Give the data again exactly, from its opening line through the line in which "mod postgres;" appears.

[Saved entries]
_____

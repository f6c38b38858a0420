//! Data-store collaborator consulted by the session and authorization layers.
//!
//! Every method is a point lookup or a single-row update. Nothing here
//! caches: callers see the store's current state on each call.

mod memory;
mod postgres;

use async_trait::async_trait;
use service_core::error::AppError;

use crate::models::{
    NewUser, Student, StudentProfileUpdate, StudioClient, StudioInstructor, StudioStudent,
    UserRecord, UserType,
};

pub use memory::MemoryStore;
pub use postgres::{create_pool, run_migrations, PgStore};

#[async_trait]
pub trait StudioStore: Send + Sync {
    async fn health_check(&self) -> Result<(), AppError>;

    // Users

    async fn find_user(
        &self,
        user_type: UserType,
        email: &str,
    ) -> Result<Option<UserRecord>, AppError>;

    /// Emails are unique per user type, ignoring case; a clash is `Conflict`.
    async fn insert_user(&self, user_type: UserType, user: NewUser)
        -> Result<UserRecord, AppError>;

    async fn set_user_password(
        &self,
        user_type: UserType,
        user_id: i64,
        password_hash: &str,
    ) -> Result<(), AppError>;

    // Relationship facts

    async fn find_studio_instructor(
        &self,
        instructor_id: i64,
        studio_id: i64,
    ) -> Result<Option<StudioInstructor>, AppError>;

    async fn find_studio_instructor_by_id(
        &self,
        id: i64,
    ) -> Result<Option<StudioInstructor>, AppError>;

    async fn find_studio_student_by_id(&self, id: i64)
        -> Result<Option<StudioStudent>, AppError>;

    /// Returns false when no row matched.
    async fn set_studio_instructor_approval(
        &self,
        id: i64,
        approved: bool,
    ) -> Result<bool, AppError>;

    /// Returns false when no row matched.
    async fn set_studio_student_approval(&self, id: i64, approved: bool)
        -> Result<bool, AppError>;

    // Clients and student profiles

    /// Ordered by last name, then first name; missing names sort last.
    async fn list_studio_clients(&self, studio_id: i64) -> Result<Vec<StudioClient>, AppError>;

    async fn find_studio_client(
        &self,
        studio_id: i64,
        student_id: i64,
    ) -> Result<Option<StudioClient>, AppError>;

    async fn find_student(&self, student_id: i64) -> Result<Option<Student>, AppError>;

    async fn update_student_profile(
        &self,
        student_id: i64,
        update: &StudentProfileUpdate,
    ) -> Result<Option<Student>, AppError>;

    async fn set_student_profile_picture(
        &self,
        student_id: i64,
        url: &str,
    ) -> Result<(), AppError>;
}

_____

— Answer box —
repository f6c38b38858a0420
//! Data-store collaborator consulted by the session and authorization layers.
//!
//! Every method is a point lookup or a single-row update. Nothing here
//! caches: callers see the store's current state on each call.

mod memory;
mod postgres;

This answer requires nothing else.